[Stored data entries]
=======

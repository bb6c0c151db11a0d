//! Native session driving the shared view state
//!
//! [`Assistant`] owns one of each view from `agrovision-core`, the session
//! context that links them, and an [`AgroApi`] implementation. Each method
//! performs the one network round trip the corresponding view needs.

use crate::api::AgroApi;
use crate::types::Result as AppResult;
use agrovision_core::{
    ChatMessage, ChatSession, CropPrediction, CropView, DiseaseResult, DiseaseView, Error,
    HealthStatus, HistoryEntry, ImageUpload, PredictionStore, Result, SessionContext,
};
use chrono::{Local, NaiveDate};
use std::path::Path;
use tracing::info;

/// Result of one chat exchange.
#[derive(Debug, Clone, PartialEq)]
pub struct Exchange {
    /// The assistant message appended to the transcript.
    pub reply: ChatMessage,
    /// Why the backend could not answer, when the reply is the apology.
    pub failure: Option<Error>,
}

/// One user's session across the crop, disease and chat views.
pub struct Assistant<A, S> {
    api: A,
    ctx: SessionContext<S>,
    /// Crop recommendation form and result.
    pub crop: CropView,
    /// Disease detection image and result.
    pub disease: DiseaseView<ImageUpload>,
    /// Chat transcript and history.
    pub chat: ChatSession,
}

impl<A: AgroApi, S: PredictionStore> Assistant<A, S> {
    /// Fresh views over `api` and `store`.
    pub fn new(api: A, store: S) -> Self {
        Self {
            api,
            ctx: SessionContext::new(store),
            crop: CropView::new(),
            disease: DiseaseView::new(),
            chat: ChatSession::new(),
        }
    }

    /// Cached predictions shared by the views.
    pub fn context(&self) -> &SessionContext<S> {
        &self.ctx
    }

    /// Backend client.
    pub fn api(&self) -> &A {
        &self.api
    }

    /// Submit the crop form.
    pub async fn recommend_crops(&mut self) -> Result<CropPrediction> {
        let form = self.crop.begin_submit()?;
        let response = self.api.predict_crop(&form).await;
        self.crop.complete(&self.ctx, response)
    }

    /// Read an image from disk and select it for detection.
    pub fn select_image_file(&mut self, path: &Path) -> AppResult<()> {
        let file_name = path
            .file_name()
            .and_then(|n| n.to_str())
            .unwrap_or_default()
            .to_string();
        agrovision_core::image_content_type(&file_name)?;
        let bytes = std::fs::read(path)?;
        let upload = ImageUpload::new(file_name, bytes)?;
        info!(path = %path.display(), bytes = upload.bytes.len(), "Selected image");
        self.disease
            .select_image(upload, Some(path.display().to_string()));
        Ok(())
    }

    /// Submit the selected image.
    pub async fn detect_disease(&mut self) -> Result<DiseaseResult> {
        let image = self.disease.begin_submit()?.clone();
        let response = self.api.predict_disease(&image).await;
        self.disease.complete(&self.ctx, response)
    }

    /// Send a chat message dated today.
    pub async fn ask(&mut self, input: &str) -> Result<Exchange> {
        self.ask_on(input, Local::now().date_naive()).await
    }

    /// Send a chat message, dating a new history entry `today`.
    ///
    /// Fails only when the message is rejected before sending; a failed
    /// request still appends the apology and is reported in
    /// [`Exchange::failure`].
    pub async fn ask_on(&mut self, input: &str, today: NaiveDate) -> Result<Exchange> {
        let request = self.chat.submit(&self.ctx, input, today)?;
        let response = self.api.chat(&request).await;
        let failure = response.as_ref().err().cloned();
        let reply = self.chat.complete(response.map(|r| r.answer)).clone();
        Ok(Exchange { reply, failure })
    }

    /// Start a new chat, keeping history.
    pub fn new_chat(&mut self) {
        self.chat.reset();
    }

    /// Remove a history entry by position.
    pub fn delete_history(&mut self, index: usize) -> Result<HistoryEntry> {
        self.chat.delete_history(index)
    }

    /// Check that the backend is reachable.
    pub async fn health(&self) -> Result<HealthStatus> {
        self.api.health().await
    }
}
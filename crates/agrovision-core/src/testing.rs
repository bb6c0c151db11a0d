//! Store doubles for unit tests.

use crate::error::{Error, Result};
use crate::store::{MemoryStore, PredictionStore};
use std::cell::Cell;

/// Store whose every operation fails.
pub(crate) struct FailingStore;

impl PredictionStore for FailingStore {
    fn load(&self, _key: &str) -> Result<Option<String>> {
        Err(Error::Storage("quota exceeded".to_string()))
    }

    fn save(&self, _key: &str, _value: &str) -> Result<()> {
        Err(Error::Storage("quota exceeded".to_string()))
    }

    fn remove(&self, _key: &str) -> Result<()> {
        Err(Error::Storage("quota exceeded".to_string()))
    }
}

/// Memory store that counts writes.
#[derive(Default)]
pub(crate) struct CountingStore {
    pub inner: MemoryStore,
    pub saves: Cell<usize>,
}

impl PredictionStore for CountingStore {
    fn load(&self, key: &str) -> Result<Option<String>> {
        self.inner.load(key)
    }

    fn save(&self, key: &str, value: &str) -> Result<()> {
        self.saves.set(self.saves.get() + 1);
        self.inner.save(key, value)
    }

    fn remove(&self, key: &str) -> Result<()> {
        self.inner.remove(key)
    }
}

=======

## [TASK TO CARRY OUT]
Task for the records above: copy every line in which the word "Local" occurs.

## [TASK RESPONSE]
use chrono::{Local, NaiveDate};
        self.ask_on(input, Local::now().date_naive()).await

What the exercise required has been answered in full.